Ein weiteres interessantes Feld sind DrebuchautorInnen und ProduzentInnen, denen auch abseits von Twitter eine besondere Funktion als MultiplikatorInnen zukommt. Sie haben einen großen Anteil an der Entscheidung, um welche Figuren Serien kreisen, wie das Geschlechterverhältnis in diesen Serien aussieht, wie sich Männer bzw. Frauenfiguren entwickeln und inwiefern diese Entwicklung gängigen Klischees entspricht oder selbige in Frage stellt.

Besonders schlecht schneidet Twitter-Legende Grahem Linehan (@glinner), der Entwickler und Drehbuchautor von Sitcoms wie Father Ted, Black Books und The IT Crowd (alle Channel 4) ab. 84 % seiner Retweets stammen von Accounts, die das Tool Männern zuordnet. Sein "Twee-Q" liegt bei 2 (in diesem Zusammenhang auch noch einmal der Hinweis auf meinen Artikel zu Geschlecht in The IT Crowd).

Armando Iannucci, der u.a. Serien wie Veep, The Thick of it und sehr viele Projekte um die Kunstfigur Alan Partridge konzipiert hat, retweetet in einem Verhältnis von 78/22 zu Gunsten der Männer und kommt damit auf einen eher bescheidenen Twee-Q von 2.8. Nur geringfügig besser ist das Ergebnis des Doctor Who und Sherlock (beide BBC) Produzenten Steven Moffat (@steven_moffat) mit 73/27 und einem "Twee-Q" von 3.8.

Das die Ergebnisse des Tools keineswegs so willkürlich sind, wie einige KritikerInnen nach der Veröffentlichung des ersten Artikels dieser Reihe auf Twitter und Facebook behauptet haben, zeigt sich etwa im Ergebnis von Lena Dunham (@lenadunham). Sie entwickelt nicht nur die Serie Girls (HBO), sondern retweetet selbige auch fleißig. 60 % der von ihr weitergeleiteten Tweets stammen von Frauen. Auch Zooey Deschanel (@zooeydeschanel), zuletzt als Schauspielerin in New Girl sehr erfolgreich, retweetet zu 70 % Frauen und nur zu 30 % Männer.

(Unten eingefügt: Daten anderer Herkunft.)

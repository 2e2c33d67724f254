//! Command-line argument definitions for the shift processor.

use clap::{Parser, Subcommand};
use std::path::PathBuf;

use crate::config::ProcessorConfig;

/// CLI arguments for the production-shift record processor.
///
/// Ingests a directory of shift-record CSV files, validates each against the
/// required schema, and merges the valid ones into a single dataset with
/// provenance columns and summary statistics.
#[derive(Debug, Clone, Parser)]
#[command(
    name = "shift-processor",
    version,
    about = "Ingest production-shift CSV records into one unified dataset"
)]
pub struct Args {
    #[command(subcommand)]
    pub command: Option<Commands>,
}

/// Available subcommands for the shift processor
#[derive(Debug, Clone, Subcommand)]
pub enum Commands {
    /// Run a batch over the input directory (main command)
    Process(ProcessArgs),
    /// Parse and validate a single file, reporting its verdict
    Check(CheckArgs),
}

/// Arguments for the process command
#[derive(Debug, Clone, Parser)]
pub struct ProcessArgs {
    /// Input directory containing shift-record CSV files
    ///
    /// Created if it does not exist. Defaults to data/input.
    #[arg(
        short = 'i',
        long = "input",
        value_name = "DIR",
        help = "Input directory containing shift-record CSV files"
    )]
    pub input_dir: Option<PathBuf>,

    /// Explicit strptime format for the date column (inferred when omitted)
    #[arg(
        long = "date-format",
        value_name = "FORMAT",
        help = "Explicit strptime format for the date column"
    )]
    pub date_format: Option<String>,

    /// Logging verbosity level
    #[arg(
        short = 'v',
        long = "verbose",
        action = clap::ArgAction::Count,
        help = "Increase logging verbosity (-v: info, -vv: debug, -vvv: trace)"
    )]
    pub verbose: u8,

    /// Suppress progress output, only show errors
    #[arg(
        short = 'q',
        long = "quiet",
        help = "Suppress output except errors",
        conflicts_with = "verbose"
    )]
    pub quiet: bool,
}

/// Arguments for the check command
#[derive(Debug, Clone, Parser)]
pub struct CheckArgs {
    /// File to parse and validate
    #[arg(value_name = "FILE")]
    pub file: PathBuf,

    /// Explicit strptime format for the date column (inferred when omitted)
    #[arg(
        long = "date-format",
        value_name = "FORMAT",
        help = "Explicit strptime format for the date column"
    )]
    pub date_format: Option<String>,

    /// Logging verbosity level
    #[arg(
        short = 'v',
        long = "verbose",
        action = clap::ArgAction::Count,
        help = "Increase logging verbosity (-v: info, -vv: debug, -vvv: trace)"
    )]
    pub verbose: u8,
}

impl Args {
    /// Get the command if one was specified
    pub fn get_command(&self) -> Commands {
        self.command
            .clone()
            .expect("Command should be present when get_command() is called")
    }
}

impl ProcessArgs {
    /// Build the processor configuration from CLI arguments.
    pub fn to_config(&self) -> ProcessorConfig {
        let mut config = ProcessorConfig::default();
        if let Some(input_dir) = &self.input_dir {
            config = config.with_input_dir(input_dir);
        }
        if let Some(format) = &self.date_format {
            config = config.with_date_format(format);
        }
        config
    }

    /// Determine the appropriate log level based on verbosity flags
    pub fn get_log_level(&self) -> &'static str {
        if self.quiet {
            "error"
        } else {
            match self.verbose {
                0 => "warn",
                1 => "info",
                2 => "debug",
                _ => "trace",
            }
        }
    }

    /// Check if we should show progress output (not in quiet mode)
    pub fn show_progress(&self) -> bool {
        !self.quiet
    }
}

impl CheckArgs {
    /// Determine the appropriate log level based on verbosity flags
    pub fn get_log_level(&self) -> &'static str {
        match self.verbose {
            0 => "warn",
            1 => "info",
            2 => "debug",
            _ => "trace",
        }
    }
}
//! Per-file CSV parsing.
//!
//! Reads one delimited file into a polars `DataFrame` using the fixed
//! dialect (comma-separated UTF-8 with a header row, leading whitespace
//! after the delimiter stripped) and normalizes the `date` column when
//! present. Every failure is classified into a [`FailureKind`] and contained
//! at this boundary so one corrupt input never aborts the batch.

use std::path::Path;

use polars::prelude::*;

use crate::config::ProcessorConfig;
use crate::error::FailureKind;
use crate::schema::DATE_COLUMN;

/// A successfully parsed input file.
#[derive(Debug)]
pub struct ParsedFile {
    /// Parsed table, headers trimmed and dates normalized.
    pub frame: DataFrame,
    /// Date values that could not be normalized and were marked missing.
    pub invalid_dates: usize,
}

/// Parse one input file into a [`ParsedFile`].
///
/// Never panics and never returns a batch-level error: any fault is mapped
/// to a [`FailureKind`] for the caller to record and skip.
pub fn read_csv_file(
    path: &Path,
    config: &ProcessorConfig,
) -> std::result::Result<ParsedFile, FailureKind> {
    let metadata = std::fs::metadata(path).map_err(|e| match e.kind() {
        std::io::ErrorKind::NotFound => FailureKind::FileNotFound,
        _ => FailureKind::UnexpectedFailure {
            class: "Io".to_string(),
            message: e.to_string(),
        },
    })?;
    if !metadata.is_file() {
        return Err(FailureKind::FileNotFound);
    }
    if metadata.len() == 0 {
        return Err(FailureKind::EmptyInput);
    }

    let mut frame = CsvReadOptions::default()
        .with_has_header(true)
        .map_parse_options(|opts| opts.with_separator(b','))
        .try_into_reader_with_file_path(Some(path.to_path_buf()))
        .map_err(classify_polars_error)?
        .finish()
        .map_err(classify_polars_error)?;

    trim_header_names(&mut frame).map_err(classify_polars_error)?;
    let frame = strip_leading_whitespace(frame).map_err(classify_polars_error)?;
    let (frame, invalid_dates) =
        normalize_dates(frame, config.date_format.as_deref()).map_err(classify_polars_error)?;

    Ok(ParsedFile {
        frame,
        invalid_dates,
    })
}

/// Map a polars fault onto the per-file failure taxonomy.
fn classify_polars_error(error: PolarsError) -> FailureKind {
    match error {
        PolarsError::NoData(_) => FailureKind::EmptyInput,
        PolarsError::ComputeError(msg)
        | PolarsError::SchemaMismatch(msg)
        | PolarsError::ShapeMismatch(msg) => FailureKind::MalformedInput {
            diagnostic: msg.to_string(),
        },
        other => FailureKind::UnexpectedFailure {
            class: error_class(&other).to_string(),
            message: other.to_string(),
        },
    }
}

/// Stable class name for diagnostics on unexpected faults.
fn error_class(error: &PolarsError) -> &'static str {
    match error {
        PolarsError::ColumnNotFound(_) => "ColumnNotFound",
        PolarsError::Duplicate(_) => "Duplicate",
        PolarsError::InvalidOperation(_) => "InvalidOperation",
        PolarsError::IO { .. } => "Io",
        PolarsError::OutOfBounds(_) => "OutOfBounds",
        _ => "Polars",
    }
}

/// Strip leading whitespace left on header names by the `", "` habit.
fn trim_header_names(frame: &mut DataFrame) -> PolarsResult<()> {
    let renames: Vec<(String, String)> = frame
        .get_column_names_str()
        .iter()
        .filter(|name| name.starts_with(|c: char| c.is_whitespace()))
        .map(|name| (name.to_string(), name.trim_start().to_string()))
        .collect();

    for (old, new) in renames {
        frame.rename(&old, new.into())?;
    }
    Ok(())
}

/// Strip leading whitespace from every string cell.
fn strip_leading_whitespace(frame: DataFrame) -> PolarsResult<DataFrame> {
    let exprs: Vec<Expr> = frame
        .get_columns()
        .iter()
        .filter(|column| column.dtype() == &DataType::String)
        .map(|column| {
            col(column.name().clone())
                .str()
                .strip_chars_start(lit(NULL))
        })
        .collect();

    if exprs.is_empty() {
        return Ok(frame);
    }

    frame.lazy().with_columns(exprs).collect()
}

/// Normalize the `date` column to the `Date` type when present.
///
/// Unparseable values become null rather than failing the file; the count of
/// values nulled this way is returned alongside the frame. When no value
/// parses at all (format inference fails), the whole column degrades to
/// null `Date`.
fn normalize_dates(
    frame: DataFrame,
    format: Option<&str>,
) -> PolarsResult<(DataFrame, usize)> {
    if !frame.get_column_names_str().contains(&DATE_COLUMN) {
        return Ok((frame, 0));
    }

    let dtype = frame.column(DATE_COLUMN)?.dtype().clone();
    if matches!(dtype, DataType::Date | DataType::Datetime(_, _)) {
        return Ok((frame, 0));
    }

    let height = frame.height();
    let nulls_before = frame
        .column(DATE_COLUMN)?
        .as_materialized_series()
        .null_count();

    let options = StrptimeOptions {
        format: format.map(Into::into),
        strict: false,
        ..Default::default()
    };

    match frame
        .clone()
        .lazy()
        .with_column(
            col(DATE_COLUMN)
                .cast(DataType::String)
                .str()
                .to_date(options),
        )
        .collect()
    {
        Ok(parsed) => {
            let nulls_after = parsed
                .column(DATE_COLUMN)?
                .as_materialized_series()
                .null_count();
            Ok((parsed, nulls_after.saturating_sub(nulls_before)))
        }
        Err(_) => {
            let mut degraded = frame;
            degraded.replace(
                DATE_COLUMN,
                Series::full_null(DATE_COLUMN.into(), height, &DataType::Date),
            )?;
            Ok((degraded, height - nulls_before))
        }
    }
}
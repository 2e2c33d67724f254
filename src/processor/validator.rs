//! Schema validation for parsed tables.

use polars::frame::DataFrame;

use crate::error::FailureKind;
use crate::schema::missing_columns;

/// Decide whether a parsed table may be merged.
///
/// Checks run in order and short-circuit at the first failure:
/// an empty table is rejected, then any missing required column is rejected
/// with the exact missing set and the columns actually present. The table
/// itself is never modified.
pub fn validate(frame: &DataFrame) -> std::result::Result<(), FailureKind> {
    if frame.height() == 0 {
        return Err(FailureKind::EmptyInput);
    }

    let present = frame.get_column_names_str();
    let missing = missing_columns(&present);
    if !missing.is_empty() {
        return Err(FailureKind::SchemaViolation {
            missing,
            present: present.iter().map(|name| name.to_string()).collect(),
        });
    }

    Ok(())
}
//! Shared CLI plumbing: tracing setup and the console progress observer.

use indicatif::{ProgressBar, ProgressStyle};
use tracing::Level;

use crate::error::FailureKind;
use crate::models::ProcessingReport;
use crate::observer::PipelineObserver;

/// Initialize the tracing subscriber at the requested level.
///
/// Safe to call more than once; later calls are ignored.
pub fn init_tracing(level: &str) {
    let max_level = match level {
        "error" => Level::ERROR,
        "warn" => Level::WARN,
        "info" => Level::INFO,
        "debug" => Level::DEBUG,
        _ => Level::TRACE,
    };

    let _ = tracing_subscriber::fmt()
        .with_max_level(max_level)
        .with_target(false)
        .try_init();
}

/// Drives an indicatif spinner from pipeline events.
pub struct ProgressObserver {
    bar: ProgressBar,
}

impl ProgressObserver {
    pub fn new() -> Self {
        let bar = ProgressBar::new_spinner();
        bar.set_style(
            ProgressStyle::default_spinner()
                .template("{spinner:.green} [{elapsed_precise}] {pos} files {msg}")
                .unwrap(),
        );
        Self { bar }
    }
}

impl Default for ProgressObserver {
    fn default() -> Self {
        Self::new()
    }
}

impl PipelineObserver for ProgressObserver {
    fn file_started(&self, file: &str) {
        self.bar.set_message(format!("Processing: {file}"));
        self.bar.inc(1);
    }

    fn file_failed(&self, file: &str, _kind: &FailureKind) {
        self.bar.set_message(format!("Rejected: {file}"));
    }

    fn batch_summary(&self, _report: &ProcessingReport) {
        self.bar.finish_and_clear();
    }
}
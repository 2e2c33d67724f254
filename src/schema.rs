//! Required-column schema for production-shift records.
//!
//! The schema is a process-wide constant: a table is eligible for merging
//! only when every required column is present under its exact name.

/// Columns every shift-record file must contain (case-sensitive).
pub const REQUIRED_COLUMNS: [&str; 5] = ["date", "shift", "machine", "production_units", "operator"];

/// Optional column that receives date normalization when present.
pub const DATE_COLUMN: &str = "date";

/// Column holding the distinct machine identifiers summarized per batch.
pub const MACHINE_COLUMN: &str = "machine";

/// Column holding the shift labels summarized per batch.
pub const SHIFT_COLUMN: &str = "shift";

/// Provenance column: originating file name.
pub const SOURCE_FILE_COLUMN: &str = "source_file";

/// Provenance column: processing timestamp.
pub const PROCESSED_AT_COLUMN: &str = "processed_at";

/// Required columns absent from `present`, in schema order.
pub fn missing_columns(present: &[&str]) -> Vec<String> {
    REQUIRED_COLUMNS
        .iter()
        .filter(|required| !present.contains(required))
        .map(|required| required.to_string())
        .collect()
}
use std::collections::VecDeque;

use crate::model::{LINE_IDS, SENTINEL, Schedule};

/// Rotate the schedule one step: line 1 hands its leading movable value down
/// the cascade, every later line passes its own head one line earlier, and
/// line 1's value wraps around to the back of line 6. Sentinel slots stay
/// put and are skipped when values are dealt back out.
///
/// Pure — the input is untouched and the rotated copy is returned. Input is
/// assumed validated; a missing line is skipped rather than an error.
pub fn rotate(schedule: &Schedule) -> Schedule {
    let mut queues: Vec<VecDeque<String>> = LINE_IDS
        .iter()
        .map(|id| {
            schedule
                .line(*id)
                .map(|line| line.movable_values())
                .unwrap_or_default()
        })
        .collect();

    // The whole cascade is keyed off line 1 having something to give. A
    // line 1 of only sentinels means nothing moves anywhere this round.
    if let Some(carry) = queues[0].pop_front() {
        for i in 0..queues.len() - 1 {
            if let Some(head) = queues[i + 1].pop_front() {
                queues[i].push_back(head);
            }
        }
        let last = queues.len() - 1;
        queues[last].push_back(carry);
    }

    let mut rotated = schedule.clone();
    for (queue, id) in queues.iter_mut().zip(LINE_IDS) {
        let Some(line) = rotated.line_mut(id) else {
            continue;
        };
        for value in line.values_mut() {
            if *value != SENTINEL {
                // A drained queue leaves the remaining slots' old values in
                // place rather than erroring.
                if let Some(next) = queue.pop_front() {
                    *value = next;
                }
            }
        }
    }
    rotated
}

"Twitter Equality Quotient" (1): TV-Journalismus in Österreich
"Twitter Equality Quotient" (3): Fernsehsender

Coming soon...
"Twitter Equality Quotient" (4): Medien- und Fernsehkritik

Disclaimer
Sämtliche Abfragen wurden zwischen 2. und 3. September 2012 durchgeführt. Alle genannten Zahlen sind mit Vorsicht zu genießen. Sie geben zwar eine Tendenz wieder - wer sich tatsächlich hinter den jeweiligen Accounts verbirgt, ist anhand des Twitter-Profils aber oft nicht eindeutig auszumachen. Erst recht nicht, wenn die Abfragen - wie bei Twee-Q - automatisiert passieren. Die Veröffentlichung dieser Zahlen ist nicht als Angriff auf einzelne Accounts und die dahinterstehenden Personen zu verstehen, sondern soll als Denkanstoß bezüglich des individuellen Retweetverhaltens dienen.